- **Data excerpts**:
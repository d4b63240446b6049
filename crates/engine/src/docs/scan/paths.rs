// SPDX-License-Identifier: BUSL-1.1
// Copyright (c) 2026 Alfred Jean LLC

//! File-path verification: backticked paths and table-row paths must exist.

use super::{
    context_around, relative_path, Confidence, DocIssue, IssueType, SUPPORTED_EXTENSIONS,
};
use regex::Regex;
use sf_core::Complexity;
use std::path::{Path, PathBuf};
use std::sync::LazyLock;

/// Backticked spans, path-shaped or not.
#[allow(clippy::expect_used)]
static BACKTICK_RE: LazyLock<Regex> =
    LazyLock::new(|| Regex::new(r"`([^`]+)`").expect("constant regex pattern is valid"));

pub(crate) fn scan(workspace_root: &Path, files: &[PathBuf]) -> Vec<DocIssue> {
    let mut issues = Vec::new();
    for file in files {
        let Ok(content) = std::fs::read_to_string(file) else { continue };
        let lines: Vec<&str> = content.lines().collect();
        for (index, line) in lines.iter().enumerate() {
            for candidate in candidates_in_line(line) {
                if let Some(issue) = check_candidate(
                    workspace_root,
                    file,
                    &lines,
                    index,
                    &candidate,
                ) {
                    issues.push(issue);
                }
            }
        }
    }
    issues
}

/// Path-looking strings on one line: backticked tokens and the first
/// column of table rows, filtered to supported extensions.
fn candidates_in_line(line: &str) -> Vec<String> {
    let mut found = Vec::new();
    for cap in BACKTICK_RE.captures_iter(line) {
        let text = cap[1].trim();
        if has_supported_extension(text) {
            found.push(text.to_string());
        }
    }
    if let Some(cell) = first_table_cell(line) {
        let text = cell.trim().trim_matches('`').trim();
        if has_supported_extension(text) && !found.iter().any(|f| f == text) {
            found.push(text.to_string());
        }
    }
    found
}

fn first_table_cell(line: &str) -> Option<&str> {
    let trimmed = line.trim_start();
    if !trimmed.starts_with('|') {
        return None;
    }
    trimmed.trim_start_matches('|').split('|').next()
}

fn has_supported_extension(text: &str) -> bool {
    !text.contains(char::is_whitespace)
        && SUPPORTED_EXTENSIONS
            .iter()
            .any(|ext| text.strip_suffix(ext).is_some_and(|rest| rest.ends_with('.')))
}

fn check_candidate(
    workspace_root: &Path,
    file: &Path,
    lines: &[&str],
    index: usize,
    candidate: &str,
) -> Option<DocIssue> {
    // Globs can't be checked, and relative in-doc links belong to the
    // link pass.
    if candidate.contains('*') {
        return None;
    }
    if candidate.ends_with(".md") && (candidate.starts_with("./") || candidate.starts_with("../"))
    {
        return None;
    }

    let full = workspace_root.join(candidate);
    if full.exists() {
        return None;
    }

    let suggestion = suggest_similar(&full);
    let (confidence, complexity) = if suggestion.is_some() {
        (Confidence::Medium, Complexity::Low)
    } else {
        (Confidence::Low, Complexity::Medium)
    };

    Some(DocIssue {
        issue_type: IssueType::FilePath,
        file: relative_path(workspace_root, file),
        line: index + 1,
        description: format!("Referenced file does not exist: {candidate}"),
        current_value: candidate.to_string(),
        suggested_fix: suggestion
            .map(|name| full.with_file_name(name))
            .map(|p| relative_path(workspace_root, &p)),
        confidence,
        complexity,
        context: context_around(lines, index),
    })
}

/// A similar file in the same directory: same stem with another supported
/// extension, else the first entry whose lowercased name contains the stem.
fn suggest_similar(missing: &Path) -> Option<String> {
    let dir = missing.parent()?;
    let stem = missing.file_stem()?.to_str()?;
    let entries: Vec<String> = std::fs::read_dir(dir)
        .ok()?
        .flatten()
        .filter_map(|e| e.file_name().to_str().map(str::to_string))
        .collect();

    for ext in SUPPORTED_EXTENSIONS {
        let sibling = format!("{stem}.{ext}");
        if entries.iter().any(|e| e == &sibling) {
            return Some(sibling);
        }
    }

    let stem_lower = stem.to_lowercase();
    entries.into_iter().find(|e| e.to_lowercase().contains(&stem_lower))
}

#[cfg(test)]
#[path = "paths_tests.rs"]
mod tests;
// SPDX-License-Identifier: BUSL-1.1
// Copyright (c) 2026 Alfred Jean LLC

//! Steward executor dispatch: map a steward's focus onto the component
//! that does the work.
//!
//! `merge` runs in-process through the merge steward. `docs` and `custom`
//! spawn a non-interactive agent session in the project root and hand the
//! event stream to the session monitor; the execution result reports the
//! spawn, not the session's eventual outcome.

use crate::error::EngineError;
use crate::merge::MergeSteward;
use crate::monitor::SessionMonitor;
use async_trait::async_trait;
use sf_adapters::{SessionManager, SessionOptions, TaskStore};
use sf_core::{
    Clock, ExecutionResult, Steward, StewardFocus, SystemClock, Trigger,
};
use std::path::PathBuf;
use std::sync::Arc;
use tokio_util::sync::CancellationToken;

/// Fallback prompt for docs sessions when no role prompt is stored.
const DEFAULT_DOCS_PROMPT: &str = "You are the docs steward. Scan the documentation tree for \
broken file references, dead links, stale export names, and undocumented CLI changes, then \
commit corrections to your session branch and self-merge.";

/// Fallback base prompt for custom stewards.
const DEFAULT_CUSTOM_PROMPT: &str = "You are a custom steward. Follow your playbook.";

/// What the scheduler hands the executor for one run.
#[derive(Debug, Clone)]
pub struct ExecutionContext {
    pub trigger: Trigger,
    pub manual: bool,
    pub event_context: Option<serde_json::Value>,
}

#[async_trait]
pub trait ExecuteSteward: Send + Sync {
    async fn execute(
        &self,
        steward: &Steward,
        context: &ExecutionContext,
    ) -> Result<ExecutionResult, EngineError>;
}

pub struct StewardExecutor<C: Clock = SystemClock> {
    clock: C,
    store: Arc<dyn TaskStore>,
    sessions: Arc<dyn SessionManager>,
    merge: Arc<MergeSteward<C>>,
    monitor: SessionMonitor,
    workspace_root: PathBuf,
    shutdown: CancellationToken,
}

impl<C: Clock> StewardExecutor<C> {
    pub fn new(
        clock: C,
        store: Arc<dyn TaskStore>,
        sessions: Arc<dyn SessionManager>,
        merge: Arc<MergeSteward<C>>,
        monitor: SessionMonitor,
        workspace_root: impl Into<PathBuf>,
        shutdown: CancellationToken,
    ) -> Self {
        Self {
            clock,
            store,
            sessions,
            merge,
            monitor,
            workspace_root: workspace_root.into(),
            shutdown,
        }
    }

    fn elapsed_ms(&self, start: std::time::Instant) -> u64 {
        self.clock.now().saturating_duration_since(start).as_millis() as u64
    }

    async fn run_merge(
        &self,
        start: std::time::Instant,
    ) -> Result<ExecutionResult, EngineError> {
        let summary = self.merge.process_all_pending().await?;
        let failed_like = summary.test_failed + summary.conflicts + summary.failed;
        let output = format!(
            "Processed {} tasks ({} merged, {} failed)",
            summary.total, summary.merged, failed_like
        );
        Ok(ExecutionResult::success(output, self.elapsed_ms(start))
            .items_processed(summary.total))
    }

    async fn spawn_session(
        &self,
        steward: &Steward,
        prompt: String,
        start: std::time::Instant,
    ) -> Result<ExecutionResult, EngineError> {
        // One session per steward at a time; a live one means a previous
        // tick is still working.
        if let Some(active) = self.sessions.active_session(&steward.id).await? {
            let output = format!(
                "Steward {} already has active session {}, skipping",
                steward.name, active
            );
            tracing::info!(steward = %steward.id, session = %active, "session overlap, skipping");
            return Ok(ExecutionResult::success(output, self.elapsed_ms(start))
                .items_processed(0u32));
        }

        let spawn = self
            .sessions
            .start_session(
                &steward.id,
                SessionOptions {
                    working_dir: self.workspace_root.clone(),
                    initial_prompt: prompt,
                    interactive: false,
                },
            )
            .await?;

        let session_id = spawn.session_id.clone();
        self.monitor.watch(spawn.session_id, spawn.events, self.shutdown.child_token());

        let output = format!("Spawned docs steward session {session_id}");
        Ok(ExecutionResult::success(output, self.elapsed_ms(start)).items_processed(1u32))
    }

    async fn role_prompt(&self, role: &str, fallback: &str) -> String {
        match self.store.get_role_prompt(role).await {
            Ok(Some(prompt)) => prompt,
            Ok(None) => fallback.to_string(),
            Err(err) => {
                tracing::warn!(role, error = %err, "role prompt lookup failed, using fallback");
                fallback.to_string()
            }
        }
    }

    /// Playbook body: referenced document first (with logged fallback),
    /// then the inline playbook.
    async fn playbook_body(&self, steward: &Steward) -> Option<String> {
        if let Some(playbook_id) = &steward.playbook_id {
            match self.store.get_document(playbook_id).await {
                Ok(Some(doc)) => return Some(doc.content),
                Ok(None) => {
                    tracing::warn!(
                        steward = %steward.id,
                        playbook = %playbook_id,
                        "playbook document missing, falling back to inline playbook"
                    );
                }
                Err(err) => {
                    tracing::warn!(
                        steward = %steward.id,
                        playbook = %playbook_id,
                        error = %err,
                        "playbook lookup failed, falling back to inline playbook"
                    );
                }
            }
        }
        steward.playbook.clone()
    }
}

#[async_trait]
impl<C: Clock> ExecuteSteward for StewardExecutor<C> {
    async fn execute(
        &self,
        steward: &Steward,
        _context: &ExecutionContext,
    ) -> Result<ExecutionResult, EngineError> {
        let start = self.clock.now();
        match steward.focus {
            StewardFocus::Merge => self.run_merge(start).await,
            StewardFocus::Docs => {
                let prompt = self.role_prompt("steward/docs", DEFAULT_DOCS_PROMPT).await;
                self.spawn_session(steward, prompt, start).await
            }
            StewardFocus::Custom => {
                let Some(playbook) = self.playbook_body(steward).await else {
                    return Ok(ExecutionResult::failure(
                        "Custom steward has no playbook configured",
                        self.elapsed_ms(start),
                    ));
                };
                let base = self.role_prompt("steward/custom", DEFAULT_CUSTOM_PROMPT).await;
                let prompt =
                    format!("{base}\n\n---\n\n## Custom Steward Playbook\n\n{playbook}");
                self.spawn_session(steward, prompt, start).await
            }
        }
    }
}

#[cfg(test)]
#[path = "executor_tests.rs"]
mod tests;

- **What the task requires**:
The answer is the run of lines above from the line containing "use std::sync::Arc;" through the line containing "const DEFAULT_DOCS_PROMPT: &str", copied exactly and alone.

- **Finished task**:
use std::sync::Arc;
use tokio_util::sync::CancellationToken;

/// Fallback prompt for docs sessions when no role prompt is stored.
const DEFAULT_DOCS_PROMPT: &str = "You are the docs steward. Scan the documentation tree for \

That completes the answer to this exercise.